Task objective: Provide a verbatim copy of the data below.
[[ Records to process, beginning ]]
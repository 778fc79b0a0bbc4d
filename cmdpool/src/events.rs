use crate::types::{Pid, Program};
use std::{fmt, path::PathBuf};

/// The result of running one job's process to completion.
#[derive(Clone, Debug, PartialEq, Eq)]
pub struct Outcome {
    pub command: Program,
    pub resolved_path: PathBuf,
    /// true iff the process exited with status code 0
    pub succeeded: bool,
    pub pid: Pid,
}

impl fmt::Display for Outcome {
    fn fmt(&self, f: &mut fmt::Formatter<'_>) -> fmt::Result {
        write!(
            f,
            "{} ({}) pid={} success={}",
            self.command,
            self.resolved_path.display(),
            self.pid,
            self.succeeded
        )
    }
}

/// Why a worker stopped pulling jobs.
#[derive(Clone, Copy, Debug, PartialEq, Eq)]
pub enum WorkerExit {
    /// the job stream closed
    Drained,
    /// the cancellation signal closed before an outcome could be delivered
    Canceled,
    /// a job could not be resolved, started or waited on
    LaunchFailed,
    /// nobody is reading outcomes anymore
    SinkClosed,
}
use uuid::Uuid;

pub type Program = String;
pub type Args = Vec<String>;
pub type Pid = u32;
pub type RunId = Uuid;
pub type WorkerId = usize;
[[ Records to process, end ]]
Exercise result:
repository 778fc79b0a0bbc4d
filename cmdpool/src/events.rs
use crate::types::{Pid, Program};
use std::{fmt, path::PathBuf};

/// The result of running one job's process to completion.
#[derive(Clone, Debug, PartialEq, Eq)]
pub struct Outcome {
    pub command: Program,
    pub resolved_path: PathBuf,
    /// true iff the process exited with status code 0
    pub succeeded: bool,
    pub pid: Pid,
}

impl fmt::Display for Outcome {
    fn fmt(&self, f: &mut fmt::Formatter<'_>) -> fmt::Result {
        write!(
            f,
            "{} ({}) pid={} success={}",
            self.command,
            self.resolved_path.display(),
            self.pid,
            self.succeeded
        )
    }
}

/// Why a worker stopped pulling jobs.
#[derive(Clone, Copy, Debug, PartialEq, Eq)]
pub enum WorkerExit {
    /// the job stream closed
    Drained,
    /// the cancellation signal closed before an outcome could be delivered
    Canceled,
    /// a job could not be resolved, started or waited on
    LaunchFailed,
    /// nobody is reading outcomes anymore
    SinkClosed,
}
use uuid::Uuid;

pub type Program = String;
pub type Args = Vec<String>;
pub type Pid = u32;
pub type RunId = Uuid;
pub type WorkerId = usize;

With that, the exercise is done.